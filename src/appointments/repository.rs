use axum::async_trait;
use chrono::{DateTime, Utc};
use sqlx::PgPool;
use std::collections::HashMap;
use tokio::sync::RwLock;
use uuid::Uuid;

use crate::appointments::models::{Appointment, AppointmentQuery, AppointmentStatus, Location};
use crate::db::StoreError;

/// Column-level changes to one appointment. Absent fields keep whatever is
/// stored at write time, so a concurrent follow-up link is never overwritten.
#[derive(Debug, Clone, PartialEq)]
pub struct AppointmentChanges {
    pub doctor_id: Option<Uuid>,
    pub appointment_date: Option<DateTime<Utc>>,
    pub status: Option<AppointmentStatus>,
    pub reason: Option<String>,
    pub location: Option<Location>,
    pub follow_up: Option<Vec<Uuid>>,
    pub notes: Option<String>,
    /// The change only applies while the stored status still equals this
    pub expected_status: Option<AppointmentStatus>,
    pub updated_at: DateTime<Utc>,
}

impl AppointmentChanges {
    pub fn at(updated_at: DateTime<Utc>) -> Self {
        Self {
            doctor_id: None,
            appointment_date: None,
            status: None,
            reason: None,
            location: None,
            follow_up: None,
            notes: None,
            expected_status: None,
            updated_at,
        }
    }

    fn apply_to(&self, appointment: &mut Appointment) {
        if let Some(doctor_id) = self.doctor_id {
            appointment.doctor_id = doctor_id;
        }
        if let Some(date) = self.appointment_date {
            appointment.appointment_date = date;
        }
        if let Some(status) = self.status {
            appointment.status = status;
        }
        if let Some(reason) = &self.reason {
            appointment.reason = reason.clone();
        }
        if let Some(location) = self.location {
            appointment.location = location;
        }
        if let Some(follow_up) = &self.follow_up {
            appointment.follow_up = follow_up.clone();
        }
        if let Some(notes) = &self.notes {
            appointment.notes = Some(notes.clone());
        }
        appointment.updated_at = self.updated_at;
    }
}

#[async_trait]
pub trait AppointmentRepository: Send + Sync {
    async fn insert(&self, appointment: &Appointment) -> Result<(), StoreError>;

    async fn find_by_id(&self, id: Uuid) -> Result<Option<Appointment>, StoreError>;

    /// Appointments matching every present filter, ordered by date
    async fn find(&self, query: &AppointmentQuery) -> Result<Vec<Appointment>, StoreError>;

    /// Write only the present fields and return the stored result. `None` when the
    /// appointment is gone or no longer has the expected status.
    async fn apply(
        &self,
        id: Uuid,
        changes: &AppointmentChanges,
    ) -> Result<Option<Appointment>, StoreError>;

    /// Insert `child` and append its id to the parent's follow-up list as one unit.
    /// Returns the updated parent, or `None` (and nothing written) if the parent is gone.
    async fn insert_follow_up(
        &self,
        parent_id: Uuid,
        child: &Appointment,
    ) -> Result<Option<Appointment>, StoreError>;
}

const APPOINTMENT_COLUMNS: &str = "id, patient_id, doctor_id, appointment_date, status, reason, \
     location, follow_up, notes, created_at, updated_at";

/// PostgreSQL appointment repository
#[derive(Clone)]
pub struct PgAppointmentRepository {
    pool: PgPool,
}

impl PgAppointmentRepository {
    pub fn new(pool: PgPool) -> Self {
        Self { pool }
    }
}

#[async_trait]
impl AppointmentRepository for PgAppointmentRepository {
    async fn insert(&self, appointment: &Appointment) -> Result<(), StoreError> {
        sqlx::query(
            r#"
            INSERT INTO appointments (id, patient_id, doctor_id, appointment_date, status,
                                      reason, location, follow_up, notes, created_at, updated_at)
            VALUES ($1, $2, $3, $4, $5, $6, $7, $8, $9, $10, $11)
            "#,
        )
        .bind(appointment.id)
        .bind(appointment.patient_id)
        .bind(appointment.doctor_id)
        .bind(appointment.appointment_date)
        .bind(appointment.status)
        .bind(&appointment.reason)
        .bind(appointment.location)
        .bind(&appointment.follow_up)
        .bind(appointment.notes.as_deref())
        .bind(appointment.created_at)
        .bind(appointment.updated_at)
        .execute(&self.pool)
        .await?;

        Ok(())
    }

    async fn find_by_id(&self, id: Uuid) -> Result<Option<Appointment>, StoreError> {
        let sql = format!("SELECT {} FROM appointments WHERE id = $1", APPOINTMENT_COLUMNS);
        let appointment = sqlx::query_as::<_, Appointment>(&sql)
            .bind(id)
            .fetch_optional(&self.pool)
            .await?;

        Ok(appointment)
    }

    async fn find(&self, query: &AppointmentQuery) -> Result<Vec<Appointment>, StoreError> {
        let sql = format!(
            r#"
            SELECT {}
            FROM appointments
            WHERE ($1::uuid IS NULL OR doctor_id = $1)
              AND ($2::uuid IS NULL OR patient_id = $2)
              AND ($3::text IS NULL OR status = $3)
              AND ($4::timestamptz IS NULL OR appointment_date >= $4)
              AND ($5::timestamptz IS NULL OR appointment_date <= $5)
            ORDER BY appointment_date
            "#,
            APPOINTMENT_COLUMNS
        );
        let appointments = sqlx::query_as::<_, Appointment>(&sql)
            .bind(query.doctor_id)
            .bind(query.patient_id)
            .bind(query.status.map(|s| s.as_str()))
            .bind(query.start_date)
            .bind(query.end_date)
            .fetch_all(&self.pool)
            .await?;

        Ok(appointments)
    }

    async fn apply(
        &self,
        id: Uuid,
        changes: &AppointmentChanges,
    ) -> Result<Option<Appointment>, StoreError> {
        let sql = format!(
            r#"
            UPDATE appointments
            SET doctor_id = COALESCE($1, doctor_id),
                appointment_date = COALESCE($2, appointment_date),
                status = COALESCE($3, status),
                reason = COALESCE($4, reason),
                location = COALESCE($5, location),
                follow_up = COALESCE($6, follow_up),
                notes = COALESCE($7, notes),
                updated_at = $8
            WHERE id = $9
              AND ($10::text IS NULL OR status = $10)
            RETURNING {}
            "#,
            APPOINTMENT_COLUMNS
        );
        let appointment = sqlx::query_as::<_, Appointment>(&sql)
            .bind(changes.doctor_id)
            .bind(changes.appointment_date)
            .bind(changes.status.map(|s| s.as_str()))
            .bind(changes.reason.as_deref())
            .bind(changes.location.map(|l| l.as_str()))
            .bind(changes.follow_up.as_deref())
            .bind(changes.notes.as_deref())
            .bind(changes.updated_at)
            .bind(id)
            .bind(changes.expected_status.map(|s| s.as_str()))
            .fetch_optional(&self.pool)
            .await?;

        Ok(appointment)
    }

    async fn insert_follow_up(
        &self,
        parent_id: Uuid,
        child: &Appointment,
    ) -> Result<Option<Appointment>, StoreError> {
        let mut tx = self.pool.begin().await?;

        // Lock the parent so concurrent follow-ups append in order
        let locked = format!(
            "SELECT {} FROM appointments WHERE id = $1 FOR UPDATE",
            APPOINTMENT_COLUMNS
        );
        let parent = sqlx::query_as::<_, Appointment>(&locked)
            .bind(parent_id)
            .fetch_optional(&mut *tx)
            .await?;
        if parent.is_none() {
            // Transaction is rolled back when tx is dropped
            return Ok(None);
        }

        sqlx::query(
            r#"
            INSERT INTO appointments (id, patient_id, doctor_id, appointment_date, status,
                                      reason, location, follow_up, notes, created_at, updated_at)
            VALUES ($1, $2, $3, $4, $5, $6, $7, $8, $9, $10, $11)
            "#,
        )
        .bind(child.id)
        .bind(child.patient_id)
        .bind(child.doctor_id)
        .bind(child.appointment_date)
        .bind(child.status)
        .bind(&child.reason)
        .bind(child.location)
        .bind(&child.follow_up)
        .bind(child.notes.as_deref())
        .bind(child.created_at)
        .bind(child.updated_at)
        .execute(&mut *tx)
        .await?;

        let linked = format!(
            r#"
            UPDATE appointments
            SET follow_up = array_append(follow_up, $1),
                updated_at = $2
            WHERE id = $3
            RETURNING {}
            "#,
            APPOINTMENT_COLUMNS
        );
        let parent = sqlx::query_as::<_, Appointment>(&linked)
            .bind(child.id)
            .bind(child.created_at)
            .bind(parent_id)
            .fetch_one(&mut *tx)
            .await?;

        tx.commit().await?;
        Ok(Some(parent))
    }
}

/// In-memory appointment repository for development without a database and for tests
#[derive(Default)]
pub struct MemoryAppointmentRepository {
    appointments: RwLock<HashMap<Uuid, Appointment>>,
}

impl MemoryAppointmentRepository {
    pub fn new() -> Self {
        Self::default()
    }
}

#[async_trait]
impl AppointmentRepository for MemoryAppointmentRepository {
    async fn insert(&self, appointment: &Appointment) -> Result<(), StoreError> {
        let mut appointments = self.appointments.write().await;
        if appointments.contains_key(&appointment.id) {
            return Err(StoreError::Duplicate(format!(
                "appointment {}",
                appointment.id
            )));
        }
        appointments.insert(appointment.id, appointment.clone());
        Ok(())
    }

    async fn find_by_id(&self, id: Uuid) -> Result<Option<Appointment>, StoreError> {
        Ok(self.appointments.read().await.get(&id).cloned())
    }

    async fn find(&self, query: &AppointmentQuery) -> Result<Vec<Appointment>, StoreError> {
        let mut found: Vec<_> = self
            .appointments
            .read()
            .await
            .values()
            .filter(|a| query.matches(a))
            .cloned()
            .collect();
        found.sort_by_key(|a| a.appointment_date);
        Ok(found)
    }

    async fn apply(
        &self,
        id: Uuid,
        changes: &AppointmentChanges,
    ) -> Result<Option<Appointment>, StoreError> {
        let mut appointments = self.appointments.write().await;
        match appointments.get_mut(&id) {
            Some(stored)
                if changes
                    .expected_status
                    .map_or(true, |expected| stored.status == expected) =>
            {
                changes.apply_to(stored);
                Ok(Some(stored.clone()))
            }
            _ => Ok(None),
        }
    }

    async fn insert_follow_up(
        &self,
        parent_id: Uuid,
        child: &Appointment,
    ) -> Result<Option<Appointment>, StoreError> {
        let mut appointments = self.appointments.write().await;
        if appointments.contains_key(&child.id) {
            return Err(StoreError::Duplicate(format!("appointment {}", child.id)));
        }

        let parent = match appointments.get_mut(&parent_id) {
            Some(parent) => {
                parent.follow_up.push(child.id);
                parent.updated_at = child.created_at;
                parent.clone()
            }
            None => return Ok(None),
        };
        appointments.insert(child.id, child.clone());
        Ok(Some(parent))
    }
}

Task description: Your answer must be the lines from the first line of the records through the line containing "use crate::db::StoreError;", copied exactly.

Reply:
filename src/appointments/repository.rs
use axum::async_trait;
use chrono::{DateTime, Utc};
use sqlx::PgPool;
use std::collections::HashMap;
use tokio::sync::RwLock;
use uuid::Uuid;

use crate::appointments::models::{Appointment, AppointmentQuery, AppointmentStatus, Location};
use crate::db::StoreError;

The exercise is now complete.